- **Work task**
Go through the entries below and work out how many lines include "insert"; give only that number.

- **Data records**
..........

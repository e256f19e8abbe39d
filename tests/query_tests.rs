use cumin::{find, remove, Error, Query, Value};
use serde_json::json;

fn doc(v: serde_json::Value) -> Value {
    Value::from(v)
}

fn docs(vs: Vec<serde_json::Value>) -> Vec<Value> {
    vs.into_iter().map(Value::from).collect()
}

fn query(criteria: serde_json::Value) -> Query {
    Query::new(doc(criteria)).unwrap()
}

fn matches(criteria: serde_json::Value, d: serde_json::Value) -> bool {
    query(criteria).test(&doc(d)).unwrap()
}

// ========================================================================
// Normalization & comparison operators
// ========================================================================

#[test]
fn test_scalar_criteria_normalizes_to_eq() {
    assert!(matches(json!({"a": 1}), json!({"a": 1})));
    assert!(!matches(json!({"a": 1}), json!({"a": 2})));
}

#[test]
fn test_operator_free_object_normalizes_to_eq() {
    assert!(matches(json!({"a": {"b": 1}}), json!({"a": {"b": 1}})));
    assert!(!matches(json!({"a": {"b": 1}}), json!({"a": {"b": 2}})));
}

#[test]
fn test_find_gt() {
    let collection = docs(vec![json!({"a": 1}), json!({"a": 2}), json!({"a": 3})]);
    let result = find(&collection, doc(json!({"a": {"$gt": 1}})))
        .unwrap()
        .all()
        .unwrap();
    assert_eq!(result, docs(vec![json!({"a": 2}), json!({"a": 3})]));
}

#[test]
fn test_ordered_comparisons() {
    assert!(matches(json!({"a": {"$gte": 2}}), json!({"a": 2})));
    assert!(matches(json!({"a": {"$lt": 2}}), json!({"a": 1})));
    assert!(matches(json!({"a": {"$lte": 2}}), json!({"a": 2})));
    // strings only compare against strings
    assert!(!matches(json!({"a": {"$gt": 1}}), json!({"a": "x"})));
    assert!(matches(json!({"a": {"$gt": "a"}}), json!({"a": "b"})));
}

#[test]
fn test_array_traversal_match() {
    let collection = docs(vec![json!({"tags": ["x", "y"]}), json!({"tags": ["z"]})]);
    let count = find(&collection, doc(json!({"tags": "x"})))
        .unwrap()
        .count()
        .unwrap();
    assert_eq!(count, 1);
}

#[test]
fn test_nested_path_with_array_broadcast() {
    let d = json!({"items": [{"qty": 5}, {"qty": 50}]});
    assert!(matches(json!({"items.qty": 50}), d.clone()));
    assert!(!matches(json!({"items.qty": 99}), d));
}

#[test]
fn test_ne_on_arrays() {
    assert!(!matches(json!({"tags": {"$ne": "x"}}), json!({"tags": ["x", "y"]})));
    assert!(matches(json!({"tags": {"$ne": "q"}}), json!({"tags": ["x", "y"]})));
}

// ========================================================================
// $in / $nin / $mod / $size / $all
// ========================================================================

#[test]
fn test_in_and_nin() {
    assert!(matches(json!({"a": {"$in": [1, 2]}}), json!({"a": 2})));
    assert!(matches(json!({"a": {"$in": [2]}}), json!({"a": [1, 2]})));
    assert!(!matches(json!({"a": {"$in": [5]}}), json!({"a": 2})));
    assert!(matches(json!({"a": {"$nin": [5]}}), json!({"a": 2})));
    // a missing field is not in any list
    assert!(matches(json!({"b": {"$nin": [1]}}), json!({"a": 2})));
    let q = Query::new(doc(json!({"a": {"$in": 5}}))).unwrap();
    assert!(matches!(
        q.test(&doc(json!({"a": 1}))),
        Err(Error::InvalidOperand(_))
    ));
}

#[test]
fn test_mod() {
    assert!(matches(json!({"a": {"$mod": [4, 0]}}), json!({"a": 8})));
    assert!(!matches(json!({"a": {"$mod": [4, 1]}}), json!({"a": 8})));
    assert!(matches!(
        query(json!({"a": {"$mod": [4]}})).test(&doc(json!({"a": 8}))),
        Err(Error::InvalidOperand(_))
    ));
}

#[test]
fn test_size() {
    assert!(matches(json!({"a": {"$size": 2}}), json!({"a": [1, 2]})));
    assert!(!matches(json!({"a": {"$size": 2}}), json!({"a": [1]})));
    assert!(!matches(json!({"a": {"$size": 2}}), json!({"a": "xy"})));
}

#[test]
fn test_all() {
    assert!(matches(
        json!({"tags": {"$all": ["x", "y"]}}),
        json!({"tags": ["y", "x", "z"]})
    ));
    assert!(!matches(
        json!({"tags": {"$all": ["x", "q"]}}),
        json!({"tags": ["x", "y"]})
    ));
    assert!(!matches(json!({"tags": {"$all": []}}), json!({"tags": ["x"]})));
}

#[test]
fn test_all_with_elem_match() {
    let d = json!({"qty": [{"size": "M", "num": 50}, {"size": "S", "num": 100}]});
    assert!(matches(
        json!({"qty": {"$all": [
            {"$elemMatch": {"size": "M", "num": {"$gt": 40}}},
            {"$elemMatch": {"num": 100}}
        ]}}),
        d.clone()
    ));
    assert!(!matches(
        json!({"qty": {"$all": [{"$elemMatch": {"num": {"$gt": 500}}}]}}),
        d
    ));
}

// ========================================================================
// $exists / $type / $elemMatch
// ========================================================================

#[test]
fn test_exists_distinguishes_null_from_missing() {
    assert!(matches(json!({"a": {"$exists": true}}), json!({"a": null})));
    assert!(!matches(json!({"a": {"$exists": true}}), json!({"b": 1})));
    assert!(matches(json!({"a": {"$exists": false}}), json!({"b": 1})));
}

#[test]
fn test_null_does_not_match_missing() {
    assert!(matches(json!({"a": null}), json!({"a": null})));
    assert!(!matches(json!({"a": null}), json!({"b": 1})));
}

#[test]
fn test_type_codes() {
    assert!(matches(json!({"a": {"$type": 2}}), json!({"a": "x"})));
    assert!(matches(json!({"a": {"$type": 1}}), json!({"a": 1.5})));
    assert!(matches(json!({"a": {"$type": 16}}), json!({"a": 5})));
    assert!(matches(json!({"a": {"$type": 18}}), json!({"a": 5000000000i64})));
    assert!(matches(json!({"a": {"$type": 3}}), json!({"a": {"b": 1}})));
    assert!(matches(json!({"a": {"$type": 4}}), json!({"a": [1]})));
    assert!(matches(json!({"a": {"$type": 8}}), json!({"a": true})));
    assert!(matches(json!({"a": {"$type": 10}}), json!({"a": null})));
    assert!(!matches(json!({"a": {"$type": 2}}), json!({"a": 1})));
}

#[test]
fn test_elem_match() {
    let d = json!({"results": [{"product": "xyz", "score": 5}, {"product": "abc", "score": 8}]});
    assert!(matches(
        json!({"results": {"$elemMatch": {"product": "xyz", "score": {"$gte": 5}}}}),
        d.clone()
    ));
    assert!(!matches(
        json!({"results": {"$elemMatch": {"product": "xyz", "score": {"$gte": 8}}}}),
        d
    ));
}

// ========================================================================
// $regex
// ========================================================================

#[test]
fn test_regex_with_options() {
    assert!(matches(
        json!({"name": {"$regex": "^ac", "$options": "i"}}),
        json!({"name": "Acme Corp"})
    ));
    assert!(!matches(
        json!({"name": {"$regex": "^ac"}}),
        json!({"name": "Acme Corp"})
    ));
}

#[test]
fn test_regex_value_criteria() {
    let criteria = {
        let mut map = cumin::Object::new();
        map.insert("name".to_string(), Value::regex("me{2,}").unwrap());
        Value::Object(map)
    };
    let q = Query::new(criteria).unwrap();
    assert!(q.test(&doc(json!({"name": "hammeeer"}))).unwrap());
    assert!(!q.test(&doc(json!({"name": "hamer"}))).unwrap());
}

#[test]
fn test_regex_over_array_of_strings() {
    assert!(matches(
        json!({"tags": {"$regex": "^fo"}}),
        json!({"tags": ["bar", "foo"]})
    ));
}

#[test]
fn test_invalid_regex_pattern_fails_compilation() {
    assert!(matches!(
        Query::new(doc(json!({"a": {"$regex": "("}}))),
        Err(Error::InvalidOperand(_))
    ));
}

// ========================================================================
// $not / logical operators / $where
// ========================================================================

#[test]
fn test_not() {
    assert!(matches(json!({"a": {"$not": {"$gt": 5}}}), json!({"a": 3})));
    assert!(!matches(json!({"a": {"$not": {"$gt": 5}}}), json!({"a": 7})));
    // $not also matches documents missing the field
    assert!(matches(json!({"a": {"$not": {"$gt": 5}}}), json!({"b": 1})));
}

#[test]
fn test_and_or_nor() {
    let d = json!({"a": 1, "b": 2});
    assert!(matches(json!({"$and": [{"a": 1}, {"b": 2}]}), d.clone()));
    assert!(!matches(json!({"$and": [{"a": 1}, {"b": 3}]}), d.clone()));
    assert!(matches(json!({"$or": [{"a": 9}, {"b": 2}]}), d.clone()));
    assert!(!matches(json!({"$nor": [{"a": 1}]}), d.clone()));
    assert!(matches(json!({"$nor": [{"a": 9}, {"b": 9}]}), d));
}

#[test]
fn test_logical_operand_must_be_array() {
    assert!(matches!(
        Query::new(doc(json!({"$and": {"a": 1}}))),
        Err(Error::InvalidCriteria(_))
    ));
}

#[test]
fn test_unknown_operator_is_rejected() {
    assert!(matches!(
        Query::new(doc(json!({"a": {"$near": 1}}))),
        Err(Error::UnknownOperator(_))
    ));
    assert!(matches!(
        Query::new(doc(json!({"$everywhere": []}))),
        Err(Error::UnknownOperator(_))
    ));
}

#[test]
fn test_criteria_must_be_an_object() {
    assert!(matches!(
        Query::new(doc(json!([1, 2]))),
        Err(Error::InvalidCriteria(_))
    ));
}

#[test]
fn test_where_native_predicate() {
    let mut criteria = cumin::Object::new();
    criteria.insert(
        "$where".to_string(),
        Value::function(|d: &Value| {
            d.as_object()
                .and_then(|m| m.get("a"))
                .and_then(Value::as_i64)
                .is_some_and(|n| n % 2 == 0)
        }),
    );
    let q = Query::new(Value::Object(criteria)).unwrap();
    assert!(q.test(&doc(json!({"a": 4}))).unwrap());
    assert!(!q.test(&doc(json!({"a": 3}))).unwrap());
}

#[test]
fn test_where_rejects_non_function() {
    assert!(matches!(
        Query::new(doc(json!({"$where": "this.a > 1"}))),
        Err(Error::InvalidCriteria(_))
    ));
}

// ========================================================================
// Query surface
// ========================================================================

#[test]
fn test_test_agrees_with_find_count() {
    let cases = vec![
        (json!({"a": {"$gt": 1}}), json!({"a": 2})),
        (json!({"a": {"$gt": 1}}), json!({"a": 0})),
        (json!({"tags": "x"}), json!({"tags": ["x", "y"]})),
        (json!({"a.b": {"$exists": true}}), json!({"a": {"b": null}})),
    ];
    for (criteria, d) in cases {
        let q = query(criteria);
        let direct = q.test(&doc(d.clone())).unwrap();
        let counted = q.find(&[doc(d)]).count().unwrap() == 1;
        assert_eq!(direct, counted);
    }
}

#[test]
fn test_remove_is_the_complement() {
    let collection = docs(vec![json!({"a": 1}), json!({"a": 2}), json!({"a": 3})]);
    let kept = remove(&collection, doc(json!({"a": {"$gt": 1}}))).unwrap();
    assert_eq!(kept, docs(vec![json!({"a": 1})]));
}

#[test]
fn test_mixed_operator_and_plain_keys_rejected() {
    assert!(matches!(
        Query::new(doc(json!({"a": {"$gt": 1, "b": 2}}))),
        Err(Error::UnknownOperator(_))
    ));
}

..........

- **Task result**
2